[Opening DATASET section]
//! Workload rollouts on mounted configuration changes.
//!
//! A pod does not see a changed ConfigMap or Secret mounted as a volume
//! until it restarts, so a pass that updates one also forces an update of
//! every desired Deployment, StatefulSet and DaemonSet that mounts it. The
//! forced update stamps [`ROLLOUT_ENV`] on every container with a hash of
//! the changed sources, which changes the pod template and makes the
//! cluster roll the workload. Comparators leave the variable out, so a
//! stamped workload compares equal to its unstamped desired document.

use std::collections::{BTreeMap, BTreeSet};
use std::fmt::Write as _;

use converge_core::{DesiredResource, FieldPath, ResourceKey, Value};
use sha2::{Digest, Sha256};

/// Container env variable carrying the rollout hash.
pub const ROLLOUT_ENV: &str = "CONVERGE_ROLLOUT_HASH";

const WORKLOAD_KINDS: &[&str] = &["Deployment", "StatefulSet", "DaemonSet"];

/// Volume name paths under a pod template, with the kind they point at.
const MOUNT_PATHS: &[(&str, &str)] = &[
    ("spec.template.spec.volumes[].configMap.name", "ConfigMap"),
    ("spec.template.spec.volumes[].secret.secretName", "Secret"),
    (
        "spec.template.spec.volumes[].projected.sources[].configMap.name",
        "ConfigMap",
    ),
    (
        "spec.template.spec.volumes[].projected.sources[].secret.name",
        "Secret",
    ),
];

/// Whether `key` names a kind that runs pods from a template.
pub fn is_workload(key: &ResourceKey) -> bool {
    WORKLOAD_KINDS.contains(&key.kind.as_str())
}

/// Whether `key` names a kind pods can mount as a volume.
pub fn is_volume_source(key: &ResourceKey) -> bool {
    key.api_version == "v1" && matches!(key.kind.as_str(), "ConfigMap" | "Secret")
}

/// ConfigMaps and Secrets a workload mounts, in the workload's namespace.
pub fn mounted_sources(workload: &DesiredResource) -> BTreeSet<ResourceKey> {
    let key = workload.key();
    let Some(namespace) = key.namespace.as_deref() else {
        return BTreeSet::new();
    };
    MOUNT_PATHS
        .iter()
        .flat_map(|(path, kind)| {
            workload
                .payload()
                .select(&FieldPath::parse(path))
                .into_iter()
                .filter_map(|(_, name)| name.as_str())
                .map(move |name| ResourceKey::namespaced("v1", *kind, namespace, name))
        })
        .collect()
}

/// Stable digest of the sources' desired content.
pub fn content_hash<'a, I>(sources: I) -> String
where
    I: IntoIterator<Item = &'a DesiredResource>,
{
    let mut hasher = Sha256::new();
    for source in sources {
        hasher.update(source.key().to_string().as_bytes());
        hasher.update(source.payload().to_string().as_bytes());
    }
    let digest = hasher.finalize();
    digest.iter().take(8).fold(String::new(), |mut out, byte| {
        let _ = write!(out, "{byte:02x}");
        out
    })
}

/// A copy of `workload` with [`ROLLOUT_ENV`] set to `hash` on every
/// container.
pub fn stamp(workload: &DesiredResource, hash: &str) -> DesiredResource {
    let mut resource = workload.as_resource().clone();
    let containers = FieldPath::parse("template.spec.containers[]");
    if let Some(spec) = resource.field_mut("spec") {
        spec.for_each_matching_mut(&containers, &mut |container| {
            stamp_container(container, hash);
        });
    }
    DesiredResource::new(resource)
}

fn stamp_container(container: &mut Value, hash: &str) {
    let Some(fields) = container.as_map_mut() else {
        return;
    };
    let env = fields
        .entry("env".to_string())
        .or_insert_with(|| Value::Sequence(Vec::new()));
    if !matches!(env, Value::Sequence(_)) {
        *env = Value::Sequence(Vec::new());
    }
    if let Value::Sequence(entries) = env {
        entries.retain(|entry| entry.get("name").and_then(Value::as_str) != Some(ROLLOUT_ENV));
        entries.push(
            [
                ("name".to_string(), Value::from(ROLLOUT_ENV)),
                ("value".to_string(), Value::from(hash)),
            ]
            .into_iter()
            .collect(),
        );
    }
}

/// The stamped workloads among `candidates` that mount any of `changed`.
/// Workloads marked no-update are left alone.
pub fn plan<'a, I>(
    candidates: I,
    changed: &BTreeMap<ResourceKey, DesiredResource>,
) -> Vec<DesiredResource>
where
    I: IntoIterator<Item = &'a DesiredResource>,
{
    if changed.is_empty() {
        return Vec::new();
    }
    candidates
        .into_iter()
        .filter(|workload| is_workload(workload.key()) && !workload.as_resource().is_immutable())
        .filter_map(|workload| {
            let mounted: Vec<&DesiredResource> = mounted_sources(workload)
                .iter()
                .filter_map(|source| changed.get(source))
                .collect();
            (!mounted.is_empty()).then(|| stamp(workload, &content_hash(mounted)))
        })
        .collect()
}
[Closing DATASET section]
- WORK ORDER -
The records above must be written out again exactly.

- EXERCISE SOLUTION -
//! Workload rollouts on mounted configuration changes.
//!
//! A pod does not see a changed ConfigMap or Secret mounted as a volume
//! until it restarts, so a pass that updates one also forces an update of
//! every desired Deployment, StatefulSet and DaemonSet that mounts it. The
//! forced update stamps [`ROLLOUT_ENV`] on every container with a hash of
//! the changed sources, which changes the pod template and makes the
//! cluster roll the workload. Comparators leave the variable out, so a
//! stamped workload compares equal to its unstamped desired document.

use std::collections::{BTreeMap, BTreeSet};
use std::fmt::Write as _;

use converge_core::{DesiredResource, FieldPath, ResourceKey, Value};
use sha2::{Digest, Sha256};

/// Container env variable carrying the rollout hash.
pub const ROLLOUT_ENV: &str = "CONVERGE_ROLLOUT_HASH";

const WORKLOAD_KINDS: &[&str] = &["Deployment", "StatefulSet", "DaemonSet"];

/// Volume name paths under a pod template, with the kind they point at.
const MOUNT_PATHS: &[(&str, &str)] = &[
    ("spec.template.spec.volumes[].configMap.name", "ConfigMap"),
    ("spec.template.spec.volumes[].secret.secretName", "Secret"),
    (
        "spec.template.spec.volumes[].projected.sources[].configMap.name",
        "ConfigMap",
    ),
    (
        "spec.template.spec.volumes[].projected.sources[].secret.name",
        "Secret",
    ),
];

/// Whether `key` names a kind that runs pods from a template.
pub fn is_workload(key: &ResourceKey) -> bool {
    WORKLOAD_KINDS.contains(&key.kind.as_str())
}

/// Whether `key` names a kind pods can mount as a volume.
pub fn is_volume_source(key: &ResourceKey) -> bool {
    key.api_version == "v1" && matches!(key.kind.as_str(), "ConfigMap" | "Secret")
}

/// ConfigMaps and Secrets a workload mounts, in the workload's namespace.
pub fn mounted_sources(workload: &DesiredResource) -> BTreeSet<ResourceKey> {
    let key = workload.key();
    let Some(namespace) = key.namespace.as_deref() else {
        return BTreeSet::new();
    };
    MOUNT_PATHS
        .iter()
        .flat_map(|(path, kind)| {
            workload
                .payload()
                .select(&FieldPath::parse(path))
                .into_iter()
                .filter_map(|(_, name)| name.as_str())
                .map(move |name| ResourceKey::namespaced("v1", *kind, namespace, name))
        })
        .collect()
}

/// Stable digest of the sources' desired content.
pub fn content_hash<'a, I>(sources: I) -> String
where
    I: IntoIterator<Item = &'a DesiredResource>,
{
    let mut hasher = Sha256::new();
    for source in sources {
        hasher.update(source.key().to_string().as_bytes());
        hasher.update(source.payload().to_string().as_bytes());
    }
    let digest = hasher.finalize();
    digest.iter().take(8).fold(String::new(), |mut out, byte| {
        let _ = write!(out, "{byte:02x}");
        out
    })
}

/// A copy of `workload` with [`ROLLOUT_ENV`] set to `hash` on every
/// container.
pub fn stamp(workload: &DesiredResource, hash: &str) -> DesiredResource {
    let mut resource = workload.as_resource().clone();
    let containers = FieldPath::parse("template.spec.containers[]");
    if let Some(spec) = resource.field_mut("spec") {
        spec.for_each_matching_mut(&containers, &mut |container| {
            stamp_container(container, hash);
        });
    }
    DesiredResource::new(resource)
}

fn stamp_container(container: &mut Value, hash: &str) {
    let Some(fields) = container.as_map_mut() else {
        return;
    };
    let env = fields
        .entry("env".to_string())
        .or_insert_with(|| Value::Sequence(Vec::new()));
    if !matches!(env, Value::Sequence(_)) {
        *env = Value::Sequence(Vec::new());
    }
    if let Value::Sequence(entries) = env {
        entries.retain(|entry| entry.get("name").and_then(Value::as_str) != Some(ROLLOUT_ENV));
        entries.push(
            [
                ("name".to_string(), Value::from(ROLLOUT_ENV)),
                ("value".to_string(), Value::from(hash)),
            ]
            .into_iter()
            .collect(),
        );
    }
}

/// The stamped workloads among `candidates` that mount any of `changed`.
/// Workloads marked no-update are left alone.
pub fn plan<'a, I>(
    candidates: I,
    changed: &BTreeMap<ResourceKey, DesiredResource>,
) -> Vec<DesiredResource>
where
    I: IntoIterator<Item = &'a DesiredResource>,
{
    if changed.is_empty() {
        return Vec::new();
    }
    candidates
        .into_iter()
        .filter(|workload| is_workload(workload.key()) && !workload.as_resource().is_immutable())
        .filter_map(|workload| {
            let mounted: Vec<&DesiredResource> = mounted_sources(workload)
                .iter()
                .filter_map(|source| changed.get(source))
                .collect();
            (!mounted.is_empty()).then(|| stamp(workload, &content_hash(mounted)))
        })
        .collect()
}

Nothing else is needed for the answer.